- WHAT YOU WILL DO:
Please show every line from the entries that carries the word "bottom".

(Saved entries)

►

use glam::Vec2;

/// Axis-aligned rectangle in pixel space (top-left origin).
#[derive(Debug, Copy, Clone, Default, PartialEq)]
pub struct Rect {
    pub origin: Vec2,
    pub size: Vec2,
}

impl Rect {
    #[inline]
    pub const fn new(x: f32, y: f32, w: f32, h: f32) -> Self {
        Self {
            origin: Vec2::new(x, y),
            size: Vec2::new(w, h),
        }
    }

    #[inline]
    pub fn left(self) -> f32 {
        self.origin.x
    }

    #[inline]
    pub fn right(self) -> f32 {
        self.origin.x + self.size.x
    }

    #[inline]
    pub fn top(self) -> f32 {
        self.origin.y
    }

    #[inline]
    pub fn bottom(self) -> f32 {
        self.origin.y + self.size.y
    }

    /// Corners in winding order: top-left, top-right, bottom-right, bottom-left.
    #[inline]
    pub fn corners(self) -> [Vec2; 4] {
        [
            Vec2::new(self.left(), self.top()),
            Vec2::new(self.right(), self.top()),
            Vec2::new(self.right(), self.bottom()),
            Vec2::new(self.left(), self.bottom()),
        ]
    }

    #[inline]
    pub fn is_finite(self) -> bool {
        self.origin.is_finite() && self.size.is_finite()
    }

    /// Normalizes the rectangle so width/height are non-negative.
    #[inline]
    pub fn normalized(self) -> Self {
        let mut x = self.origin.x;
        let mut y = self.origin.y;
        let mut w = self.size.x;
        let mut h = self.size.y;

        if w < 0.0 {
            x += w;
            w = -w;
        }
        if h < 0.0 {
            y += h;
            h = -h;
        }

        Rect::new(x, y, w, h)
    }
}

◄

- TASK OUTPUT:
    pub fn bottom(self) -> f32 {
    /// Corners in winding order: top-left, top-right, bottom-right, bottom-left.
            Vec2::new(self.right(), self.bottom()),
            Vec2::new(self.left(), self.bottom()),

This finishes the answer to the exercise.